Recently I have had several conversations with adult players, junior players and their parents about the state of their games and development as a whole.  I understand that many of us are not where we would like to be in our development as a golfer, and it made me think, why not? Why do we think we are not going to be good. Why do we feel that we will not obtain our goal?  As I sat down to write, I couldn’t help but think also of recent stories I have read or listened to about how great business leaders become who they are in their fields or how their companies became great companies.  The #1 thing I found was that they did not fear failing!  They knew going into their businesses that they were going to fail a lot, enough to learn and succeed!  But they also were engaged and obsessed with learning and being better, not fixed!

Great leaders and great companies do not look at short term failures as failure.  Instead, they look at what it is they have learned from the efforts they have put towards their ultimate goals of succeeding in the longer term.  I understand you as a junior golfer looking at how quickly you can become good enough to play in college or being a PGA or LPGA Tour player.  As a parent you may be thinking,  how can golf make a difference in the college process and help separate your child from other college applicants or potentially garnishing a scholarship.  Again, I understand that it seems like shooting an 85/89 today is a failure or you may think a score like that isn’t preparing  your child to play college golf, but the reality is every time you play regardless of the result, it is moving you closer to being better.  Of course you will need to show that you can have enough skill to score in the low to mid to low 70’s, but to do so there must be a lot of focused effort to get to that point.  When playing most any other sport except golf, we look at failing as normal and that we are moving closer and closer to success.  If you take batting practice or tennis practice with a coach or go play in a game, it is reasonable to think that only 30% of the time you will be successful at hitting the baseball in play or getting a hit.  Which means failing better than 70% time! .300 hitters are in the hall of fame!  

If your goal is to play your best golf in college or beyond, try this way of thinking.
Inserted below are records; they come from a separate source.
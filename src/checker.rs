//! Read-after-write consistency checking.
//!
//! A provider's read function re-fetches remote state inside a bounded retry
//! loop. On each attempt it calls [`CheckerRegistry::track`] and then
//! [`ConsistencyChecker::check_state`]. The first `track` for a resource ID
//! snapshots the resource data; later attempts compare against that same
//! snapshot until a check passes and the entry is dropped.

mod compare;
mod error;
mod skip;

pub use compare::{compare_values, slice_equal};
pub use error::MismatchError;
pub use skip::should_skip;

use std::collections::BTreeMap;
use std::sync::Arc;

use dashmap::DashMap;
use parking_lot::Mutex;

use crate::config::CheckerConfig;
use crate::resource_data::ResourceData;
use crate::retry::RetryError;
use crate::schema::SchemaMap;
use crate::value::Value;

/// Baseline captured the first time a resource ID is tracked.
#[derive(Debug)]
pub struct TrackedResource {
    id: String,
    original_state: BTreeMap<String, Value>,
    original_schema: SchemaMap,
    is_empty_state: bool,
}

impl TrackedResource {
    fn capture<D: ResourceData + ?Sized>(id: &str, data: &D, schema: &SchemaMap) -> Self {
        let original_state = schema.keys().map(|k| (k.clone(), data.get(k))).collect();
        Self {
            id: id.to_string(),
            original_state,
            original_schema: schema.clone(),
            is_empty_state: is_empty_state(&data.state_string()),
        }
    }

    pub fn id(&self) -> &str {
        &self.id
    }

    pub fn original_state(&self) -> &BTreeMap<String, Value> {
        &self.original_state
    }

    pub fn original_schema(&self) -> &SchemaMap {
        &self.original_schema
    }

    pub fn is_empty_state(&self) -> bool {
        self.is_empty_state
    }
}

/// True when the state dump holds only bookkeeping: the ID, the tainted flag,
/// empty lists and `*id` attributes.
pub fn is_empty_state(state: &str) -> bool {
    state.lines().filter(|line| !line.is_empty()).all(|line| {
        let attribute = line.split(' ').next().unwrap_or_default();
        attribute == "ID"
            || attribute == "Tainted"
            || line.ends_with(".# = 0")
            || attribute.ends_with("id")
    })
}

/// Snapshots of resources whose reads have not yet settled, keyed by ID.
///
/// Cheap to clone; clones share the same entries.
#[derive(Debug, Clone)]
pub struct CheckerRegistry {
    entries: Arc<DashMap<String, Arc<TrackedResource>>>,
    consistency_checks: bool,
}

impl Default for CheckerRegistry {
    fn default() -> Self {
        Self::new()
    }
}

impl CheckerRegistry {
    pub fn new() -> Self {
        Self::with_config(&CheckerConfig::default())
    }

    pub fn with_config(config: &CheckerConfig) -> Self {
        Self {
            entries: Arc::new(DashMap::new()),
            consistency_checks: config.consistency_checks,
        }
    }

    /// Returns a checker for the resource behind `data`, capturing a snapshot
    /// if its ID is not already tracked.
    pub fn track<D: ResourceData>(
        &self,
        data: Arc<Mutex<D>>,
        schema: &SchemaMap,
    ) -> ConsistencyChecker<D> {
        let tracked = {
            let guard = data.lock();
            let id = guard.id();
            if self.consistency_checks {
                let entry = self.entries.entry(id.clone()).or_insert_with(|| {
                    let tracked = TrackedResource::capture(&id, &*guard, schema);
                    tracing::debug!(
                        resource_id = %id,
                        attributes = tracked.original_state.len(),
                        empty_state = tracked.is_empty_state,
                        "captured state snapshot"
                    );
                    Arc::new(tracked)
                });
                Arc::clone(entry.value())
            } else {
                Arc::new(TrackedResource::capture(&id, &*guard, schema))
            }
        };

        ConsistencyChecker {
            tracked,
            data,
            registry: self.clone(),
        }
    }

    pub fn contains(&self, id: &str) -> bool {
        self.entries.contains_key(id)
    }

    pub fn get(&self, id: &str) -> Option<Arc<TrackedResource>> {
        self.entries.get(id).map(|entry| Arc::clone(entry.value()))
    }

    pub fn len(&self) -> usize {
        self.entries.len()
    }

    pub fn is_empty(&self) -> bool {
        self.entries.is_empty()
    }

    fn settle(&self, tracked: &Arc<TrackedResource>) {
        self.entries
            .remove_if(&tracked.id, |_, current| Arc::ptr_eq(current, tracked));
    }
}

/// Handle on one tracked resource. All access to the live resource data goes
/// through its lock.
pub struct ConsistencyChecker<D> {
    tracked: Arc<TrackedResource>,
    data: Arc<Mutex<D>>,
    registry: CheckerRegistry,
}

impl<D: ResourceData> ConsistencyChecker<D> {
    pub fn get(&self, key: &str) -> Value {
        self.data.lock().get(key)
    }

    pub fn get_ok(&self, key: &str) -> Option<Value> {
        self.data.lock().get_ok(key)
    }

    pub fn set_id(&self, id: &str) {
        self.data.lock().set_id(id);
    }

    pub fn id(&self) -> String {
        self.data.lock().id()
    }

    pub fn tracked(&self) -> &TrackedResource {
        &self.tracked
    }

    /// Compares the live resource data against the snapshot.
    ///
    /// Returns a retryable [`MismatchError`] for the first attribute (in name
    /// order) that still differs. On success the snapshot is dropped, so the
    /// next `track` for this ID starts from fresh state.
    pub fn check_state(&self) -> Result<(), RetryError> {
        if !self.registry.consistency_checks {
            return Ok(());
        }

        let tracked = &self.tracked;
        if !tracked.is_empty_state {
            for (key, schema) in &tracked.original_schema {
                let new_value = self.get(key);
                let old_value = tracked.original_state.get(key).unwrap_or(&Value::Null);

                if should_skip(key, schema, old_value, &new_value) {
                    tracing::trace!(resource_id = %tracked.id, attribute = %key, "attribute skipped");
                    continue;
                }

                if !compare_values(old_value, &new_value) {
                    tracing::debug!(
                        resource_id = %tracked.id,
                        attribute = %key,
                        "state not yet consistent"
                    );
                    return Err(MismatchError {
                        attribute: key.clone(),
                        expected: old_value.clone(),
                        actual: new_value,
                    }
                    .into());
                }
            }
        }

        self.registry.settle(tracked);
        tracing::debug!(resource_id = %tracked.id, "state consistent");
        Ok(())
    }
}

#[cfg(test)]
mod tests {
    use super::*;
    use crate::resource_data::MemoryResourceData;
    use crate::schema::{AttributeSchema, ValueType};

    fn queue_schema() -> SchemaMap {
        let mut schema = SchemaMap::new();
        schema.insert(
            "name".to_string(),
            AttributeSchema::new(ValueType::String).required(),
        );
        schema.insert(
            "description".to_string(),
            AttributeSchema::new(ValueType::String).optional(),
        );
        schema.insert(
            "queue_id".to_string(),
            AttributeSchema::new(ValueType::String).computed(),
        );
        schema
    }

    fn live(data: MemoryResourceData) -> Arc<Mutex<MemoryResourceData>> {
        Arc::new(Mutex::new(data))
    }

    #[test]
    fn test_is_empty_state_bookkeeping_only() {
        assert!(is_empty_state("ID = q1\nTainted = false\n"));
        assert!(is_empty_state("ID = q1\nmembers.# = 0\ndivision_id = d1\nTainted = false\n"));
        assert!(is_empty_state(""));
    }

    #[test]
    fn test_is_empty_state_with_attributes() {
        assert!(!is_empty_state("ID = q1\nname = Support\nTainted = false\n"));
        assert!(!is_empty_state("ID = q1\nmembers.# = 1\nTainted = false\n"));
    }

    #[test]
    fn test_track_captures_snapshot_once() {
        let registry = CheckerRegistry::new();
        let data = live(MemoryResourceData::new("q1").with_attribute("name", "Foo"));

        let first = registry.track(Arc::clone(&data), &queue_schema());
        data.lock().set("name", "Bar");
        let second = registry.track(Arc::clone(&data), &queue_schema());

        assert_eq!(first.tracked().original_state()["name"], Value::from("Foo"));
        assert_eq!(second.tracked().original_state()["name"], Value::from("Foo"));
        assert_eq!(registry.len(), 1);
    }

    #[test]
    fn test_snapshot_covers_every_schema_attribute() {
        let registry = CheckerRegistry::new();
        let data = live(MemoryResourceData::new("q1").with_attribute("name", "Foo"));

        let checker = registry.track(data, &queue_schema());
        let state = checker.tracked().original_state();
        assert_eq!(state.len(), 3);
        assert_eq!(state["description"], Value::Null);
    }

    #[test]
    fn test_accessors_go_through_live_data() {
        let registry = CheckerRegistry::new();
        let data = live(MemoryResourceData::new("q1").with_attribute("name", "Foo"));
        let checker = registry.track(Arc::clone(&data), &queue_schema());

        assert_eq!(checker.get("name"), Value::from("Foo"));
        assert_eq!(checker.get_ok("description"), None);
        checker.set_id("q2");
        assert_eq!(checker.id(), "q2");
        assert_eq!(data.lock().id(), "q2");
    }

    #[test]
    fn test_check_state_scalar_match() {
        let registry = CheckerRegistry::new();
        let data = live(MemoryResourceData::new("q1").with_attribute("name", "Foo"));
        let checker = registry.track(data, &queue_schema());

        assert!(checker.check_state().is_ok());
        assert!(!registry.contains("q1"));
    }

    #[test]
    fn test_check_state_scalar_mismatch_keeps_entry() {
        let registry = CheckerRegistry::new();
        let data = live(MemoryResourceData::new("q1").with_attribute("name", "Foo"));
        let checker = registry.track(Arc::clone(&data), &queue_schema());

        data.lock().set("name", "Bar");
        let err = checker.check_state().unwrap_err();

        assert!(err.is_retryable());
        let message = err.to_string();
        assert!(message.contains("mismatch on attribute name"));
        assert!(message.contains("expected value: Foo"));
        assert!(message.contains("actual value:   Bar"));
        assert!(registry.contains("q1"));
    }

    #[test]
    fn test_check_state_computed_populated() {
        let registry = CheckerRegistry::new();
        let data = live(
            MemoryResourceData::new("q1")
                .with_attribute("name", "Foo")
                .with_attribute("queue_id", ""),
        );
        let checker = registry.track(Arc::clone(&data), &queue_schema());

        data.lock().set("queue_id", "generated-id-123");
        assert!(checker.check_state().is_ok());
    }

    #[test]
    fn test_check_state_empty_snapshot_always_passes() {
        let registry = CheckerRegistry::new();
        let data = live(MemoryResourceData::new("q1"));
        let checker = registry.track(Arc::clone(&data), &queue_schema());
        assert!(checker.tracked().is_empty_state());

        data.lock().set("name", "Anything");
        data.lock().set("description", "changed");
        assert!(checker.check_state().is_ok());
        assert!(registry.is_empty());
    }

    #[test]
    fn test_disabled_registry_passes_and_retains_nothing() {
        let config = CheckerConfig {
            consistency_checks: false,
            ..CheckerConfig::default()
        };
        let registry = CheckerRegistry::with_config(&config);
        let data = live(MemoryResourceData::new("q1").with_attribute("name", "Foo"));
        let checker = registry.track(Arc::clone(&data), &queue_schema());

        assert!(registry.is_empty());
        data.lock().set("name", "Bar");
        assert!(checker.check_state().is_ok());
    }

    #[test]
    fn test_settle_does_not_remove_newer_snapshot() {
        let registry = CheckerRegistry::new();
        let data = live(MemoryResourceData::new("q1").with_attribute("name", "Foo"));

        let stale = registry.track(Arc::clone(&data), &queue_schema());
        assert!(stale.check_state().is_ok());

        data.lock().set("name", "Bar");
        let fresh = registry.track(Arc::clone(&data), &queue_schema());

        data.lock().set("name", "Foo");
        assert!(stale.check_state().is_ok());
        assert!(registry.contains("q1"));
        assert!(Arc::ptr_eq(&registry.get("q1").unwrap(), &fresh.tracked));
    }
}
Pretend you are in beta testing mode, allowing mistakes, continuing to make the corrections, and look for more feedback.  Once you understand that we are always evolving, we are always improving, and that we can never be fixed, we learn we can improve daily. The pressure of being perfect may lessen the stress and eventually make it possible to unstrap yourselves from fear.  It may give you a sense of renewed enthusiasm for golf, allowing you to accomplish greater things because you will enjoy the process of being better without the stress of being perfect.  
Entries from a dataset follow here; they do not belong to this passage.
use std::collections::BTreeMap;
use std::fmt;

/// A Terraform attribute value as read from resource data.
#[derive(Debug, Clone, Default)]
pub enum Value {
    #[default]
    Null,
    Bool(bool),
    Int(i64),
    Float(f64),
    String(String),
    List(Vec<Value>),
    /// Unordered, unique by structural equality. Build with [`Value::set`].
    Set(Vec<Value>),
    Map(BTreeMap<String, Value>),
}

impl Value {
    pub fn set(items: impl IntoIterator<Item = Value>) -> Self {
        let mut unique: Vec<Value> = Vec::new();
        for item in items {
            if !unique.contains(&item) {
                unique.push(item);
            }
        }
        Value::Set(unique)
    }

    pub fn list(items: impl IntoIterator<Item = Value>) -> Self {
        Value::List(items.into_iter().collect())
    }

    pub fn map<K: Into<String>>(entries: impl IntoIterator<Item = (K, Value)>) -> Self {
        Value::Map(entries.into_iter().map(|(k, v)| (k.into(), v)).collect())
    }

    /// Nil, zero int, empty string and empty collections.
    pub fn is_nil_or_empty(&self) -> bool {
        match self {
            Value::Null => true,
            Value::Int(i) => *i == 0,
            Value::String(s) => s.is_empty(),
            Value::List(items) | Value::Set(items) => items.is_empty(),
            Value::Map(entries) => entries.is_empty(),
            Value::Bool(_) | Value::Float(_) => false,
        }
    }

    /// Zero value for its type, as Terraform leaves it out of a state dump.
    pub fn is_zero(&self) -> bool {
        match self {
            Value::Bool(b) => !b,
            Value::Float(f) => *f == 0.0,
            other => other.is_nil_or_empty(),
        }
    }

    pub fn as_str(&self) -> Option<&str> {
        match self {
            Value::String(s) => Some(s),
            _ => None,
        }
    }

    /// Elements of a list or set.
    pub fn as_items(&self) -> Option<&[Value]> {
        match self {
            Value::List(items) | Value::Set(items) => Some(items),
            _ => None,
        }
    }

    pub fn as_map(&self) -> Option<&BTreeMap<String, Value>> {
        match self {
            Value::Map(entries) => Some(entries),
            _ => None,
        }
    }
}

impl PartialEq for Value {
    fn eq(&self, other: &Self) -> bool {
        match (self, other) {
            (Value::Null, Value::Null) => true,
            (Value::Bool(a), Value::Bool(b)) => a == b,
            (Value::Int(a), Value::Int(b)) => a == b,
            (Value::Float(a), Value::Float(b)) => a == b,
            (Value::String(a), Value::String(b)) => a == b,
            (Value::List(a), Value::List(b)) => a == b,
            (Value::Set(a), Value::Set(b)) => same_elements(a, b),
            (Value::Map(a), Value::Map(b)) => a == b,
            _ => false,
        }
    }
}

fn same_elements(a: &[Value], b: &[Value]) -> bool {
    if a.len() != b.len() {
        return false;
    }
    let mut used = vec![false; b.len()];
    a.iter().all(|item| {
        let slot = b
            .iter()
            .enumerate()
            .find(|(i, candidate)| !used[*i] && *candidate == item);
        match slot {
            Some((i, _)) => {
                used[i] = true;
                true
            }
            None => false,
        }
    })
}

// Renders the way Go's %v does, so mismatch messages read the same as the
// provider's log output.
impl fmt::Display for Value {
    fn fmt(&self, f: &mut fmt::Formatter<'_>) -> fmt::Result {
        match self {
            Value::Null => write!(f, "<nil>"),
            Value::Bool(b) => write!(f, "{}", b),
            Value::Int(i) => write!(f, "{}", i),
            Value::Float(x) => write!(f, "{}", x),
            Value::String(s) => write!(f, "{}", s),
            Value::List(items) | Value::Set(items) => {
                write!(f, "[")?;
                for (i, item) in items.iter().enumerate() {
                    if i > 0 {
                        write!(f, " ")?;
                    }
                    write!(f, "{}", item)?;
                }
                write!(f, "]")
            }
            Value::Map(entries) => {
                write!(f, "map[")?;
                for (i, (k, v)) in entries.iter().enumerate() {
                    if i > 0 {
                        write!(f, " ")?;
                    }
                    write!(f, "{}:{}", k, v)?;
                }
                write!(f, "]")
            }
        }
    }
}

impl From<&str> for Value {
    fn from(s: &str) -> Self {
        Value::String(s.to_string())
    }
}

impl From<String> for Value {
    fn from(s: String) -> Self {
        Value::String(s)
    }
}

impl From<i64> for Value {
    fn from(i: i64) -> Self {
        Value::Int(i)
    }
}

impl From<bool> for Value {
    fn from(b: bool) -> Self {
        Value::Bool(b)
    }
}

impl From<f64> for Value {
    fn from(x: f64) -> Self {
        Value::Float(x)
    }
}

impl From<serde_json::Value> for Value {
    fn from(json: serde_json::Value) -> Self {
        match json {
            serde_json::Value::Null => Value::Null,
            serde_json::Value::Bool(b) => Value::Bool(b),
            serde_json::Value::Number(n) => match n.as_i64() {
                Some(i) => Value::Int(i),
                None => Value::Float(n.as_f64().unwrap_or_default()),
            },
            serde_json::Value::String(s) => Value::String(s),
            serde_json::Value::Array(items) => {
                Value::List(items.into_iter().map(Value::from).collect())
            }
            serde_json::Value::Object(entries) => {
                Value::Map(entries.into_iter().map(|(k, v)| (k, v.into())).collect())
            }
        }
    }
}

impl From<&Value> for serde_json::Value {
    fn from(value: &Value) -> Self {
        match value {
            Value::Null => serde_json::Value::Null,
            Value::Bool(b) => serde_json::Value::Bool(*b),
            Value::Int(i) => serde_json::Value::from(*i),
            Value::Float(x) => serde_json::Number::from_f64(*x)
                .map(serde_json::Value::Number)
                .unwrap_or(serde_json::Value::Null),
            Value::String(s) => serde_json::Value::String(s.clone()),
            Value::List(items) | Value::Set(items) => {
                serde_json::Value::Array(items.iter().map(Into::into).collect())
            }
            Value::Map(entries) => serde_json::Value::Object(
                entries.iter().map(|(k, v)| (k.clone(), v.into())).collect(),
            ),
        }
    }
}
Start to work on the things that will give you the best chance of success, Just like the best leaders of great companies stay in beta testing phases for as long as they can before releasing a product.  In golf, It is understood there is going to be constant testing with tournaments. Don’t worry about making mistakes in your events, get as much feedback on your skills as possible, remain in the beta mindset, gain as much feedback and work hard to improve your skills.   As a junior golfer you are in constant physical and mental development and you will struggle with performance anxieties.  As Thomas Edison said, “I did not fail, I merely figured out 10,000 ways not to make it work but when it does it will be amazing”!

Enjoy Your Journey!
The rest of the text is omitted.